Exercise:
Read the records beneath this task and copy every line that contains the string "struct".

------------------------------------------------------------

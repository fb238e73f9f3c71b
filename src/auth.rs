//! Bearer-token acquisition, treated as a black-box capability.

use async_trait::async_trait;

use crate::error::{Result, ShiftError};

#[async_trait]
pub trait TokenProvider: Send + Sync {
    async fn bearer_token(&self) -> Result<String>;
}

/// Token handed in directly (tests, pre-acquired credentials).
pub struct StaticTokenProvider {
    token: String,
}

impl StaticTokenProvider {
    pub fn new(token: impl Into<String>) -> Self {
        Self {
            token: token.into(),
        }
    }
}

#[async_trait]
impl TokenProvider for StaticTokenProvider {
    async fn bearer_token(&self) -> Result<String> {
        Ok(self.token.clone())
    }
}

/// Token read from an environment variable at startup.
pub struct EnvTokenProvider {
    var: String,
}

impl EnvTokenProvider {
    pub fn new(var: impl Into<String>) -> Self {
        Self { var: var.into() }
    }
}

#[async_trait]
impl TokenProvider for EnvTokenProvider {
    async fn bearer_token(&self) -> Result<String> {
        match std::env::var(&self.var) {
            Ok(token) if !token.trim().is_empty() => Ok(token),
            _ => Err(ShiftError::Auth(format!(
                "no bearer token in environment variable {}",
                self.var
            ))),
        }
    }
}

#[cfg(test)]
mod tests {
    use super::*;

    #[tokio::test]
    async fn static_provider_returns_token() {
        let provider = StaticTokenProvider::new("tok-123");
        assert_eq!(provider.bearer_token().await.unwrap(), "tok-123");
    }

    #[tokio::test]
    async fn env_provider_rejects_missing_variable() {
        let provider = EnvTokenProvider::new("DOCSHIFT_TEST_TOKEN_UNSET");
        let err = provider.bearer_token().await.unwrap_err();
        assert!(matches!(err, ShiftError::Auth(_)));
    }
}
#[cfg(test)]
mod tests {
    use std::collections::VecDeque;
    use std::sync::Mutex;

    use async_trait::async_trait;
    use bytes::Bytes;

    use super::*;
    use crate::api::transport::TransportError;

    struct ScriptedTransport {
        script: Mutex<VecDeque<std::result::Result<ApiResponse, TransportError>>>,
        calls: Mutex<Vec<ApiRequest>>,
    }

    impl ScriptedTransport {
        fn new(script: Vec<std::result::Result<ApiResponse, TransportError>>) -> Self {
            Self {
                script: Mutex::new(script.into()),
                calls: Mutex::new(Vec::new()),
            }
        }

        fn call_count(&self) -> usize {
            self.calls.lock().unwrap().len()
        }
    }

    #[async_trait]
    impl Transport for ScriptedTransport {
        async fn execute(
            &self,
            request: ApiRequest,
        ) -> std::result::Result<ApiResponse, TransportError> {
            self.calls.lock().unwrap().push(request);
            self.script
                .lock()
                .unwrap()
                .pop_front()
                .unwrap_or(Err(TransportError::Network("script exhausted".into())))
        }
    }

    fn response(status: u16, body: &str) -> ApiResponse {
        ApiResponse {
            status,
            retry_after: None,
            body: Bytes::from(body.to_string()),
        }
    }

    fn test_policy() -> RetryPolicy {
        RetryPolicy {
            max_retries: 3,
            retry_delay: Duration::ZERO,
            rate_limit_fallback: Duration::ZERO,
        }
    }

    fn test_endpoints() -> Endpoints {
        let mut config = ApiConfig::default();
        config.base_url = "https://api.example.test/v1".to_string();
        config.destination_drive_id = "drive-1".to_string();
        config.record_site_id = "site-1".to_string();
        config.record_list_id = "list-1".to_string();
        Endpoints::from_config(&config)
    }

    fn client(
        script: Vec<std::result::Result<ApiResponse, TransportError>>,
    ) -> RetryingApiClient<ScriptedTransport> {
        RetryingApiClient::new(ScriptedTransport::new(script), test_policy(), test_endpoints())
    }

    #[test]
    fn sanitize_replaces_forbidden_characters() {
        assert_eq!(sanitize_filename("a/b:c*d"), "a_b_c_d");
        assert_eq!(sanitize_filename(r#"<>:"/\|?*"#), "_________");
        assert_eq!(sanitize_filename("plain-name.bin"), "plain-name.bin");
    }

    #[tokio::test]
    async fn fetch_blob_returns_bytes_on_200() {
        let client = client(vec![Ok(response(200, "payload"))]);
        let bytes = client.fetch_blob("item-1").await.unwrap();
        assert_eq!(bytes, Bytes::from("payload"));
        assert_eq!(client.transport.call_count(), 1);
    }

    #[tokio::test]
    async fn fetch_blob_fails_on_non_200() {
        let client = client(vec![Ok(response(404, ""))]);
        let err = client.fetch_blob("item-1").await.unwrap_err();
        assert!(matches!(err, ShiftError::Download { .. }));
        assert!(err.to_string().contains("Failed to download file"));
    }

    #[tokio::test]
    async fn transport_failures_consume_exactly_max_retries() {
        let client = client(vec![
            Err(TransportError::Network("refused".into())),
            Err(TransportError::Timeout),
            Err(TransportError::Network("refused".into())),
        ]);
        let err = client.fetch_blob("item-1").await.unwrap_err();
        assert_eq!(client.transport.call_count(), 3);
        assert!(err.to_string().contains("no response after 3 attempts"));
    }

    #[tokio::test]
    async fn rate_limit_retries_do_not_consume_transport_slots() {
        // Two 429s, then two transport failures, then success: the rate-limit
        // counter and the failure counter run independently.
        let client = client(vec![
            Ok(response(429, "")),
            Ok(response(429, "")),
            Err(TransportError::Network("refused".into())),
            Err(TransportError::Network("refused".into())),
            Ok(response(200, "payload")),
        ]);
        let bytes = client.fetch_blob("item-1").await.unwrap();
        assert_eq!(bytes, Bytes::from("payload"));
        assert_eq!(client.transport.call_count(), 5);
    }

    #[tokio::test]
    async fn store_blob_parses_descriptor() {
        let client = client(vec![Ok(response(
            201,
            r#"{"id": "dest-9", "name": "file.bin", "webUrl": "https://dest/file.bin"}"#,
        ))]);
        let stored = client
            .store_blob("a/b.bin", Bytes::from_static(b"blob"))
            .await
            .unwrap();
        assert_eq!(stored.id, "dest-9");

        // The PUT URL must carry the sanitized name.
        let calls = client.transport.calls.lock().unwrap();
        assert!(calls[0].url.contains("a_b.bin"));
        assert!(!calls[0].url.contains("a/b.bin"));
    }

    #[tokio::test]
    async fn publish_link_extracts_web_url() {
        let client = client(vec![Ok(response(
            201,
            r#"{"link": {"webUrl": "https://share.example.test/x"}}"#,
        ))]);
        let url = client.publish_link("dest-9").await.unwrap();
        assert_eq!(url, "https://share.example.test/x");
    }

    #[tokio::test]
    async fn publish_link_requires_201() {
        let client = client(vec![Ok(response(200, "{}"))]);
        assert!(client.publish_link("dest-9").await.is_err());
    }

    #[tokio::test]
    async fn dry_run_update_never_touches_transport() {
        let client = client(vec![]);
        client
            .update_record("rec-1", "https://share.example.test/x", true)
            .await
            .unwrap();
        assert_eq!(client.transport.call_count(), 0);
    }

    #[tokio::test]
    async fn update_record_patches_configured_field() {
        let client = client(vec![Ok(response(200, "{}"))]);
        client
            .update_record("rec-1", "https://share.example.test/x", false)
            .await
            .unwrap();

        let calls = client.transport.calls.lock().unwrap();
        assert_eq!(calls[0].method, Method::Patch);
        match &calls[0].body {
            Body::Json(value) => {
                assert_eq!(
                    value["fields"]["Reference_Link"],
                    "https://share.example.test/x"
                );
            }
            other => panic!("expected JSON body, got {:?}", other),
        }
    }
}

------------------------------------------------------------

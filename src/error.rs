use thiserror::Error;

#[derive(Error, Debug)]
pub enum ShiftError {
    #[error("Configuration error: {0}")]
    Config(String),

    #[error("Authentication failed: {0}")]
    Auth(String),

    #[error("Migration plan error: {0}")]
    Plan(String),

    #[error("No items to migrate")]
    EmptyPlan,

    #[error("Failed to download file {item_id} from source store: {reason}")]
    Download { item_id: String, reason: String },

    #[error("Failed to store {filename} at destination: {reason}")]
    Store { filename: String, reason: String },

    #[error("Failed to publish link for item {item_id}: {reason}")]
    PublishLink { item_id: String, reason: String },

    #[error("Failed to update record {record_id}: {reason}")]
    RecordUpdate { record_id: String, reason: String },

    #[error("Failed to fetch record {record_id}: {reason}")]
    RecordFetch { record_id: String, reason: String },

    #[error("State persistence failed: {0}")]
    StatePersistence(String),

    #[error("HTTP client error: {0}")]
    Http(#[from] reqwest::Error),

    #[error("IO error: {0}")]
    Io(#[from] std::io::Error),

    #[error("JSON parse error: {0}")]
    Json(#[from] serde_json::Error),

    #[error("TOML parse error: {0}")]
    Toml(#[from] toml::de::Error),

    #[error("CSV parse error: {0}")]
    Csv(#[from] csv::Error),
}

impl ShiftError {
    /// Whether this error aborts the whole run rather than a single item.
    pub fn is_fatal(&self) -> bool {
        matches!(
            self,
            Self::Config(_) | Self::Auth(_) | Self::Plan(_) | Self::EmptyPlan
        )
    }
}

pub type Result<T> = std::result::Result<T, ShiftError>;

------------------------------------------------------------

Result:
pub struct StaticTokenProvider {
pub struct EnvTokenProvider {
    struct ScriptedTransport {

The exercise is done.